To do — In the entries below, count each line holding the word "tokens". Answer with the total alone.

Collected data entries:
========

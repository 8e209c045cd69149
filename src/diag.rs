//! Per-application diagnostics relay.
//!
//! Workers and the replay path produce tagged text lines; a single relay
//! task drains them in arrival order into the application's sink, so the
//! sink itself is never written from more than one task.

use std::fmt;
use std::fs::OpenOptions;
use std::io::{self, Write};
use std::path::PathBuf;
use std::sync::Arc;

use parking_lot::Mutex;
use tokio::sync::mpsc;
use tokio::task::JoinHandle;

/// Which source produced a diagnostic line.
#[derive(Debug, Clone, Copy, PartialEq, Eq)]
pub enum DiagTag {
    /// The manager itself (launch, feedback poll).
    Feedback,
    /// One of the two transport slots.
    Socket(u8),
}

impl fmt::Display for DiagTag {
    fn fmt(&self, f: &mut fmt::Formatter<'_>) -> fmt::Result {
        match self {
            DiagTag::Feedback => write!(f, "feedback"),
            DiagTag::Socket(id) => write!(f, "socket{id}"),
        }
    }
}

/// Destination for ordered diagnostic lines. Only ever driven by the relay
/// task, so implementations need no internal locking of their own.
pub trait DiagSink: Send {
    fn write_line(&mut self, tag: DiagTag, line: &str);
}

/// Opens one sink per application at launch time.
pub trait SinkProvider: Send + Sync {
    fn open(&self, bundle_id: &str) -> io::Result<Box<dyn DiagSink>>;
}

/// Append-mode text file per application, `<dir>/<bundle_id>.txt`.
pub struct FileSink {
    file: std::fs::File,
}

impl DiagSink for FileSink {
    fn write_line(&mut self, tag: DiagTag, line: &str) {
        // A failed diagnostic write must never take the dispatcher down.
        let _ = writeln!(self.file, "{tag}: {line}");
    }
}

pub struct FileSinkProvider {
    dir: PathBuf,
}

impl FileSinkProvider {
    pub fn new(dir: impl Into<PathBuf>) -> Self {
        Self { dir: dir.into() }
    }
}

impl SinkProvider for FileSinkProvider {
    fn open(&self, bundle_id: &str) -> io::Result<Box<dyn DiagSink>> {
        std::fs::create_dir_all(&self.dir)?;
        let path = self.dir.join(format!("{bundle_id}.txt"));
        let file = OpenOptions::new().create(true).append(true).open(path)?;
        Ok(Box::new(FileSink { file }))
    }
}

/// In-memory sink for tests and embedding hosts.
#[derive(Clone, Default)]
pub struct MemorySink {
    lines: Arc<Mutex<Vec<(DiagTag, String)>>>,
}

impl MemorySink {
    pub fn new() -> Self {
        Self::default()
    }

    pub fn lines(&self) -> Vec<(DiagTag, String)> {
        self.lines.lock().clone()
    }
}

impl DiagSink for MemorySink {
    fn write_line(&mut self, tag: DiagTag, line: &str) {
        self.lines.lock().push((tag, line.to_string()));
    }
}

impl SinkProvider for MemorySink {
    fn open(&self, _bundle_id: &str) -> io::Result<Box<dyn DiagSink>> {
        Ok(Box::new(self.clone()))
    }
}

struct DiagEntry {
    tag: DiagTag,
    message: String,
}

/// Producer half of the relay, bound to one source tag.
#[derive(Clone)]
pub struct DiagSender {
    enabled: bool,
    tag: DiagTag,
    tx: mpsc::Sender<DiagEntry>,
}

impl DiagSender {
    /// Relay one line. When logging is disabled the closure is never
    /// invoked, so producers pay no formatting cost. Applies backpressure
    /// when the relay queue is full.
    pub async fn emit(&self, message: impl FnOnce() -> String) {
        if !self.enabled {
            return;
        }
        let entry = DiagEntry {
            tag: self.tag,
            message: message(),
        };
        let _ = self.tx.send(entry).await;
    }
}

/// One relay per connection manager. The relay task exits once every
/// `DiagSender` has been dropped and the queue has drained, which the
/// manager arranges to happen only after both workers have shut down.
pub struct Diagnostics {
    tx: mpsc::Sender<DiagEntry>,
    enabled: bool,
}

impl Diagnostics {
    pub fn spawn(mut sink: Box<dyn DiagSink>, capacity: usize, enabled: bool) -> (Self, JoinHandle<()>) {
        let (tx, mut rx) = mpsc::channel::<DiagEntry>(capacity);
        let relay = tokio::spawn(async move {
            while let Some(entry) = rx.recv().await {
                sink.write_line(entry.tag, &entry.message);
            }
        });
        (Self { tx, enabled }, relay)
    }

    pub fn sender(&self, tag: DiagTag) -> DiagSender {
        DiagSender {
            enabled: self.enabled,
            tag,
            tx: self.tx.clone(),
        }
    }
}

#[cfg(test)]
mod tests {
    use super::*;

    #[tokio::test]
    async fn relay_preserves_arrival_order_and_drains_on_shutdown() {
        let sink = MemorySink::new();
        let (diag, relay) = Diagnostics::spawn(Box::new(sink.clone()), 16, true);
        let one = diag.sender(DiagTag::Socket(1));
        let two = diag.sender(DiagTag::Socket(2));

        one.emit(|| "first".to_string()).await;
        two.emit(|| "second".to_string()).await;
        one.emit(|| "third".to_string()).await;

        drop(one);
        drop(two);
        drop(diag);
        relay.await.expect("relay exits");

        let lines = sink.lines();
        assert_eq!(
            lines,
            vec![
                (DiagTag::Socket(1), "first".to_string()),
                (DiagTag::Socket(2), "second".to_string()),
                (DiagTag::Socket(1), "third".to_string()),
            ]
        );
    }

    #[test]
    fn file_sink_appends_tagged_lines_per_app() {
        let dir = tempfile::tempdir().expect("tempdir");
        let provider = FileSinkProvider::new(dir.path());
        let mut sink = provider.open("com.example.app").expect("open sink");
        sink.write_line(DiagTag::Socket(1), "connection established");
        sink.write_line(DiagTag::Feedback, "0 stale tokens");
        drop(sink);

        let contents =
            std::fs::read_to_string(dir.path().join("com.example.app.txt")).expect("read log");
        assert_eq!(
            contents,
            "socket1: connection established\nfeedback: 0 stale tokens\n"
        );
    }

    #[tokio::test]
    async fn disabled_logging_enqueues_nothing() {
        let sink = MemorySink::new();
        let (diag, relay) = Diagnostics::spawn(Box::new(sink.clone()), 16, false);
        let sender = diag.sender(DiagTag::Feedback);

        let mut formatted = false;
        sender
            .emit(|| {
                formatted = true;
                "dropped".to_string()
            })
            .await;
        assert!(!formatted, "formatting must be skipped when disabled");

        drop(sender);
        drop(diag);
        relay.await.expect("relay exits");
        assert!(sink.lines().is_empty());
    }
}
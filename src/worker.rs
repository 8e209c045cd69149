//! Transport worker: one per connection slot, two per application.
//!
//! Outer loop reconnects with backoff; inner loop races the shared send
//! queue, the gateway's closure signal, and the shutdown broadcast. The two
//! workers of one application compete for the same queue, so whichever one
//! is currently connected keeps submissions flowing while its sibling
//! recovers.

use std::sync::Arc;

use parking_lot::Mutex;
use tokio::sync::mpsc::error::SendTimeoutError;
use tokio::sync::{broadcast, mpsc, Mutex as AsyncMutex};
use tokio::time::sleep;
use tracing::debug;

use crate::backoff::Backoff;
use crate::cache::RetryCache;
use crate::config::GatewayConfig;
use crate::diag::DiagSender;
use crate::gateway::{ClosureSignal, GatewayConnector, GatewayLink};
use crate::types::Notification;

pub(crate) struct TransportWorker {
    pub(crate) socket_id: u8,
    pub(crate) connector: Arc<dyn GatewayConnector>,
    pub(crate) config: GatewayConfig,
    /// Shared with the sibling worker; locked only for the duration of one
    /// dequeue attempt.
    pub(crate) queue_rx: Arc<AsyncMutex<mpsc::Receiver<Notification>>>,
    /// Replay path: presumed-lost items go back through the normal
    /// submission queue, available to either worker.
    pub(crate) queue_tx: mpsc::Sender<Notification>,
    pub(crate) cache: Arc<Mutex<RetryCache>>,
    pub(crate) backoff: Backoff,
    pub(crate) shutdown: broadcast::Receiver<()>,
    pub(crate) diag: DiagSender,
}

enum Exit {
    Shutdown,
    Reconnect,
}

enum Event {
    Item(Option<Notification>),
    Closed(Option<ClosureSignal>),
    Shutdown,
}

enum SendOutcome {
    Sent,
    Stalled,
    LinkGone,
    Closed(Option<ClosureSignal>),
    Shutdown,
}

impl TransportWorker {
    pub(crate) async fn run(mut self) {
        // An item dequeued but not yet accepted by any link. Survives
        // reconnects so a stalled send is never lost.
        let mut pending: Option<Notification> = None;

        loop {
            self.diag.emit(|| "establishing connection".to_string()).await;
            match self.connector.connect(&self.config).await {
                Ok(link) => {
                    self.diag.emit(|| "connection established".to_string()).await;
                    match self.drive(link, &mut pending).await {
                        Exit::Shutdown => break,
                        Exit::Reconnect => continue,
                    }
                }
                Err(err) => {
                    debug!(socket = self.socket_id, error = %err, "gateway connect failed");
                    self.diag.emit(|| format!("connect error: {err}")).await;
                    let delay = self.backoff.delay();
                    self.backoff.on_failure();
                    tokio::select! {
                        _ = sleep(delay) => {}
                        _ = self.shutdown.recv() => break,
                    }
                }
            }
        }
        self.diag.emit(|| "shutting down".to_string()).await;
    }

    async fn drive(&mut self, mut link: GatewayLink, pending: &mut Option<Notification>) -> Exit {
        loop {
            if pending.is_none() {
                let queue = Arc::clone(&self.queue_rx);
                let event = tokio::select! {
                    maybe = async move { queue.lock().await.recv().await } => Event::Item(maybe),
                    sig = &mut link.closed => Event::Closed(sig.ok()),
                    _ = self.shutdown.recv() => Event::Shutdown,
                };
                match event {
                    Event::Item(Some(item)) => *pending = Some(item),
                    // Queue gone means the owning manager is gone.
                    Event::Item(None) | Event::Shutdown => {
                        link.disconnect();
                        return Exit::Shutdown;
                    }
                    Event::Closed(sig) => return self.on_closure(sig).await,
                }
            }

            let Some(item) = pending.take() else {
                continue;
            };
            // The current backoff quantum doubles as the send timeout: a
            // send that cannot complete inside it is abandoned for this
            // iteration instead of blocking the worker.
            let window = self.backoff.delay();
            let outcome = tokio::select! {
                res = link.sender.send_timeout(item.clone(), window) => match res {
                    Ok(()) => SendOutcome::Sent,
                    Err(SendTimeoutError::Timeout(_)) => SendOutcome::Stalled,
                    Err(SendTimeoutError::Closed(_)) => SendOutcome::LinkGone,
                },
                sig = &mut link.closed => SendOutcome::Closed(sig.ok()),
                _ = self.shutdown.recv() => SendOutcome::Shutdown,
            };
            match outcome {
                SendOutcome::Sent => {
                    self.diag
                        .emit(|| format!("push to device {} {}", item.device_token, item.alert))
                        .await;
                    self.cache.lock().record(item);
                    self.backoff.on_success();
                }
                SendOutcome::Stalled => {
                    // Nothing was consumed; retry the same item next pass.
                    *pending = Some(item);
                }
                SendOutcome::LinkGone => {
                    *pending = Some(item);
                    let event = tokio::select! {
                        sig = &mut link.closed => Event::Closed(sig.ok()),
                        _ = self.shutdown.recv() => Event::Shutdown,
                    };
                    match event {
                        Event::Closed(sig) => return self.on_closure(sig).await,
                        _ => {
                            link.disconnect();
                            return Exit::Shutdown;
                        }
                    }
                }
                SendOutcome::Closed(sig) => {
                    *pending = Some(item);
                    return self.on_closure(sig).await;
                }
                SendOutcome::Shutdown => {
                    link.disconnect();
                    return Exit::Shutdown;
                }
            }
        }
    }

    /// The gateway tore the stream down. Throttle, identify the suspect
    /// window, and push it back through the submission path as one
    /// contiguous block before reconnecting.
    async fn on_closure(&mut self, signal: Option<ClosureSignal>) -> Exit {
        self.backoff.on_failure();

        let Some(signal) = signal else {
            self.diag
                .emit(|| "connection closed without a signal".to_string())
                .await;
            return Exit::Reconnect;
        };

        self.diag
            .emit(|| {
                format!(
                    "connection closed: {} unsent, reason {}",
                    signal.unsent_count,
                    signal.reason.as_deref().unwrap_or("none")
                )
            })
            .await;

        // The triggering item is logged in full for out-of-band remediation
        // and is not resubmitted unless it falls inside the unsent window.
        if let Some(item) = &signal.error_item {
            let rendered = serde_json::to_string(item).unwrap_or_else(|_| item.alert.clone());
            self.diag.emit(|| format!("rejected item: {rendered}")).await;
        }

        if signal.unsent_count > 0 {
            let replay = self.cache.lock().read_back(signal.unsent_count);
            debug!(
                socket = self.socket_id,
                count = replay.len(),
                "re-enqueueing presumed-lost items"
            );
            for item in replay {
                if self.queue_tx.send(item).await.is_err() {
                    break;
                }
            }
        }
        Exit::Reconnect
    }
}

========

Answer to this task — 2